In some cases, the gangs’ influence was more sophisticated. InSight Crime received reports in El Salvador from two members of ARENA who were monitoring the ballots in the 2014 presidential election. They said the gangs set up stalls with computers in small stores nearby the polling stations and passed themselves off as members of non-governmental organizations who were there to help citizens vote. After requesting their IDs, the gang members intimidated them into voting for their preferred candidates, the ARENA election monitors said.
This, according to numerous accounts and the indictment, is what happened in Apopa in 2012.
“They intimidated us. They wouldn’t let us enter,” said the ex-ARENA collaborator consulted for this investigation.
The Shadow of the Gang Truce in Apopa
The gang truce was a complicated pact that was created and executed in secret by the Funes administration. Although the president and his advisors long denied any participation in the deal, testimony in subsequent judicial processes have made clear that the truce was a plan hatched by the government.
While we do not know the details of the quid pro quo between the gangs and the government, it is clear that the relationship between the gangs and politicians changed during this period. The parties sought out the MS13 and Barrio 18 with renewed interest, thinking about votes and resources. And the gangs sought out the politicians with an eye toward money, power and territorial control.
The arrangements were not all negative. In 2012, after the truce began, homicides dropped by half.
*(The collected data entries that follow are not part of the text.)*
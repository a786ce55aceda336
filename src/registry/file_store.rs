//! Tracking registry kept in a local directory.
//!
//! ```text
//! <root>/<experiment_name>/<run_id>/run.json
//! <root>/<experiment_name>/<run_id>/artifacts/model/model.json
//! ```

use super::{decode_artifact, ModelUri, RunQuery, RunRecord, TrackingStore};
use crate::errors::RegistryError;
use crate::model::ModelArtifact;
use log::{debug, warn};
use serde::{Deserialize, Serialize};
use std::collections::HashMap;
use std::fs;
use std::io;
use std::path::{Path, PathBuf};

const RUN_FILE: &str = "run.json";
const ARTIFACTS_DIR: &str = "artifacts";

#[derive(Debug, Clone)]
pub struct FileTrackingStore {
    root: PathBuf,
}

#[derive(Debug, Serialize, Deserialize)]
struct RunFile {
    run_id: String,
    #[serde(default)]
    run_name: Option<String>,
    #[serde(default)]
    metrics: HashMap<String, f64>,
    #[serde(default)]
    tags: HashMap<String, String>,
}

fn io_error(path: &Path) -> impl FnOnce(io::Error) -> RegistryError + '_ {
    move |source| RegistryError::Io {
        path: path.to_path_buf(),
        source,
    }
}

/// Sub-directories of `dir`, sorted by name.
fn sorted_subdirs(dir: &Path) -> Result<Vec<PathBuf>, RegistryError> {
    let mut dirs = Vec::new();
    for entry in fs::read_dir(dir).map_err(io_error(dir))? {
        let entry = entry.map_err(io_error(dir))?;
        if entry.file_type().map_err(io_error(dir))?.is_dir() {
            dirs.push(entry.path());
        }
    }
    dirs.sort();
    Ok(dirs)
}

impl FileTrackingStore {
    pub fn new(root: impl Into<PathBuf>) -> Self {
        Self { root: root.into() }
    }

    pub fn root(&self) -> &Path {
        &self.root
    }

    /// Record a finished run and its model export.
    pub fn log_run(
        &self,
        experiment_name: &str,
        record: &RunRecord,
        artifact: &ModelArtifact,
    ) -> Result<(), RegistryError> {
        let run_dir = self.root.join(experiment_name).join(&record.run_id);
        let uri = ModelUri::for_run(&record.run_id);
        let model_dir = run_dir.join(ARTIFACTS_DIR).join(uri.artifact_path());
        fs::create_dir_all(&model_dir).map_err(io_error(&model_dir))?;

        let run_file = RunFile {
            run_id: record.run_id.clone(),
            run_name: record.run_name.clone(),
            metrics: record.metrics.clone(),
            tags: record.tags.clone(),
        };
        let run_path = run_dir.join(RUN_FILE);
        let encoded = serde_json::to_vec_pretty(&run_file).map_err(|e| RegistryError::Io {
            path: run_path.clone(),
            source: e.into(),
        })?;
        fs::write(&run_path, encoded).map_err(io_error(&run_path))?;

        let model_path = run_dir.join(ARTIFACTS_DIR).join(uri.model_file_path());
        let encoded = serde_json::to_vec_pretty(artifact).map_err(|e| RegistryError::Io {
            path: model_path.clone(),
            source: e.into(),
        })?;
        fs::write(&model_path, encoded).map_err(io_error(&model_path))?;
        Ok(())
    }

    fn read_run(&self, experiment_id: &str, run_dir: &Path) -> Result<Option<RunRecord>, RegistryError> {
        let path = run_dir.join(RUN_FILE);
        let bytes = match fs::read(&path) {
            Ok(bytes) => bytes,
            Err(e) if e.kind() == io::ErrorKind::NotFound => {
                warn!("Skipping {}: no {}", run_dir.display(), RUN_FILE);
                return Ok(None);
            }
            Err(e) => return Err(io_error(&path)(e)),
        };
        let run: RunFile = serde_json::from_slice(&bytes).map_err(|e| RegistryError::Io {
            path: path.clone(),
            source: e.into(),
        })?;
        Ok(Some(RunRecord {
            run_id: run.run_id,
            experiment_id: experiment_id.to_string(),
            run_name: run.run_name,
            metrics: run.metrics,
            tags: run.tags,
        }))
    }

    fn find_run_dir(&self, run_id: &str) -> Result<Option<PathBuf>, RegistryError> {
        if !self.root.is_dir() {
            return Ok(None);
        }
        for experiment_dir in sorted_subdirs(&self.root)? {
            let candidate = experiment_dir.join(run_id);
            if candidate.is_dir() {
                return Ok(Some(candidate));
            }
        }
        Ok(None)
    }
}

impl TrackingStore for FileTrackingStore {
    async fn list_runs(
        &self,
        experiment_name: &str,
        query: &RunQuery,
    ) -> Result<Vec<RunRecord>, RegistryError> {
        let experiment_dir = self.root.join(experiment_name);
        if !experiment_dir.is_dir() {
            return Err(RegistryError::ExperimentNotFound {
                name: experiment_name.to_string(),
            });
        }
        let mut runs = Vec::new();
        for run_dir in sorted_subdirs(&experiment_dir)? {
            if let Some(run) = self.read_run(experiment_name, &run_dir)? {
                runs.push(run);
            }
        }
        debug!(
            "Found {} runs under {}",
            runs.len(),
            experiment_dir.display()
        );
        Ok(query.apply(runs))
    }

    async fn load_model(&self, uri: &ModelUri) -> Result<ModelArtifact, RegistryError> {
        let not_found = || RegistryError::ArtifactNotFound {
            uri: uri.to_string(),
        };
        let run_dir = self.find_run_dir(uri.run_id())?.ok_or_else(not_found)?;
        let path = run_dir.join(ARTIFACTS_DIR).join(uri.model_file_path());
        let bytes = match fs::read(&path) {
            Ok(bytes) => bytes,
            Err(e) if e.kind() == io::ErrorKind::NotFound => return Err(not_found()),
            Err(e) => return Err(io_error(&path)(e)),
        };
        decode_artifact(uri, &bytes)
    }
}

#[cfg(test)]
mod tests {
    use super::*;
    use crate::model::LinearModel;

    fn scratch_dir(name: &str) -> PathBuf {
        let dir = std::env::temp_dir().join(format!(
            "citibike_forecast_file_store_{}_{}",
            name,
            std::process::id()
        ));
        let _ = fs::remove_dir_all(&dir);
        dir
    }

    fn record(run_id: &str, mae: f64) -> RunRecord {
        RunRecord {
            run_id: run_id.to_string(),
            experiment_id: String::new(),
            run_name: Some(format!("{}-name", run_id)),
            metrics: HashMap::from([("mae".to_string(), mae)]),
            tags: HashMap::new(),
        }
    }

    fn artifact(intercept: f64) -> ModelArtifact {
        ModelArtifact::Linear(LinearModel {
            feature_names: vec!["hour".to_string()],
            intercept,
            coefficients: vec![1.0],
        })
    }

    #[tokio::test]
    async fn test_logged_runs_are_listed_and_loadable() {
        let root = scratch_dir("listed");
        let store = FileTrackingStore::new(&root);
        store.log_run("citibike", &record("r1", 3.2), &artifact(1.0)).unwrap();
        store.log_run("citibike", &record("r2", 2.1), &artifact(2.0)).unwrap();

        let runs = store
            .list_runs("citibike", &RunQuery::all_by("mae"))
            .await
            .unwrap();
        let ids: Vec<&str> = runs.iter().map(|r| r.run_id.as_str()).collect();
        assert_eq!(ids, vec!["r2", "r1"]);
        assert_eq!(runs[0].experiment_id, "citibike");

        let loaded = store.load_model(&ModelUri::for_run("r2")).await.unwrap();
        assert_eq!(loaded, artifact(2.0));

        fs::remove_dir_all(&root).unwrap();
    }

    #[tokio::test]
    async fn test_unknown_experiment_and_run() {
        let root = scratch_dir("unknown");
        let store = FileTrackingStore::new(&root);
        store.log_run("citibike", &record("r1", 1.0), &artifact(0.0)).unwrap();

        let err = store
            .list_runs("nope", &RunQuery::best_by("mae", 1))
            .await
            .unwrap_err();
        assert!(matches!(err, RegistryError::ExperimentNotFound { .. }));

        let err = store.load_model(&ModelUri::for_run("r404")).await.unwrap_err();
        assert!(matches!(err, RegistryError::ArtifactNotFound { .. }));

        fs::remove_dir_all(&root).unwrap();
    }
}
Apopa was no exception. The municipality experienced a 55 percent reduction in homicides compared to 2011. The Apopa district of Valle de Sol, the same gang-infested neighborhood where the mayor allegedly bought property for his lover Berríos, there was not a single registered homicide in the first 16 months after the truce.
During this period, the textile industry also realized political dividends. According to the 2012 to 2016 Municipal Competitiveness Plan, signed by Hernández shortly after becoming mayor, the municipality of Apopa had 4,803 businesses, of which 582 are in the industrial sector, mainly concentrated in textiles and metals.
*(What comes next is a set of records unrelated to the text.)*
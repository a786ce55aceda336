use chrono::NaiveDateTime;
use serde::{Deserialize, Serialize};

/// Column holding the station identifier in both input and output files.
pub const STATION_COLUMN: &str = "start_station_id";
/// Column holding the hourly timestamp in both input and output files.
pub const DATETIME_COLUMN: &str = "datetime";
/// Column holding the model output in the predictions file.
pub const PREDICTION_COLUMN: &str = "predicted_ride_count";

/// Format used when writing timestamps back out.
pub const DATETIME_FORMAT: &str = "%Y-%m-%d %H:%M:%S";

/// One observation for one station at one timestamp.
///
/// `values` is aligned with [`FeatureTable::columns`]; a `None` marks an empty
/// or non-numeric cell.
#[derive(Debug, Clone, PartialEq)]
pub struct FeatureRow {
    pub station_id: String,
    pub timestamp: NaiveDateTime,
    pub values: Vec<Option<f64>>,
}

/// In-memory feature table. Every column except the station id and the
/// timestamp is held as an optional float.
#[derive(Debug, Clone, Default, PartialEq)]
pub struct FeatureTable {
    pub columns: Vec<String>,
    pub rows: Vec<FeatureRow>,
}

impl FeatureTable {
    pub fn new(columns: Vec<String>) -> Self {
        Self {
            columns,
            rows: Vec::new(),
        }
    }

    pub fn len(&self) -> usize {
        self.rows.len()
    }

    pub fn is_empty(&self) -> bool {
        self.rows.is_empty()
    }

    pub fn column_index(&self, name: &str) -> Option<usize> {
        self.columns.iter().position(|c| c == name)
    }

    /// Stable ascending sort on the timestamp. Rows sharing a timestamp keep
    /// their file order.
    pub fn sort_by_timestamp(&mut self) {
        self.rows.sort_by_key(|row| row.timestamp);
    }

    /// Number of distinct stations present.
    pub fn station_count(&self) -> usize {
        let mut seen: Vec<&str> = self.rows.iter().map(|r| r.station_id.as_str()).collect();
        seen.sort_unstable();
        seen.dedup();
        seen.len()
    }
}

/// One output row of the pipeline.
#[derive(Debug, Clone, PartialEq, Serialize, Deserialize)]
pub struct PredictionRow {
    #[serde(rename = "start_station_id")]
    pub station_id: String,
    #[serde(rename = "datetime", with = "datetime_format")]
    pub timestamp: NaiveDateTime,
    #[serde(rename = "predicted_ride_count")]
    pub predicted_ride_count: f64,
}

mod datetime_format {
    use super::DATETIME_FORMAT;
    use chrono::NaiveDateTime;
    use serde::{Deserialize, Deserializer, Serializer};

    pub fn serialize<S>(value: &NaiveDateTime, serializer: S) -> Result<S::Ok, S::Error>
    where
        S: Serializer,
    {
        serializer.serialize_str(&value.format(DATETIME_FORMAT).to_string())
    }

    pub fn deserialize<'de, D>(deserializer: D) -> Result<NaiveDateTime, D::Error>
    where
        D: Deserializer<'de>,
    {
        let raw = String::deserialize(deserializer)?;
        crate::utils::parse_timestamp(&raw).map_err(serde::de::Error::custom)
    }
}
The strong relationship between Hernández and elites of the textile industry would continue throughout his time in office. On June 4, 2016, when Apopa celebrated the 50-year anniversary of one of the most emblematic companies in El Salvador, Industrias Sintéticas de Centroamérica (INSINCA), Hernández attended the event alongside high level executives and ex-company presidents.
(Former Mayor Hernández, right, in Apopa city hall. Credit: municipal website)
Apopa, however, also experienced the contradictions of the truce. While homicides fell, the relationship between politicians and gangs deepened, especially in municipalities where the MS13 and Barrio 18 hold sway. It was within this context, according to judicial investigations, that Hernández developed closer relations with the gangs, especially with the Revolucionarios faction of the Barrio 18.
It was the Revolucionarios, for example, who received the extra money from the higher taxes on the central market businesses. They also got the jobs within the mayor’s office, gasoline for their cars and grilled chicken, all sponsored by the mayor’s office. The gangs began to call Hernández “Maistro,” which roughly translated means “Old Timer.” It is a term of affection and respect in El Salvador.
The contacts between the mayor of Apopa and the gangs were not all secret and not always nefarious. Some officials have even suggested that Hernández hoped that the increase in the gangs’ income from the extra tax money would serve as an incentive for them to stop extorting local businesses.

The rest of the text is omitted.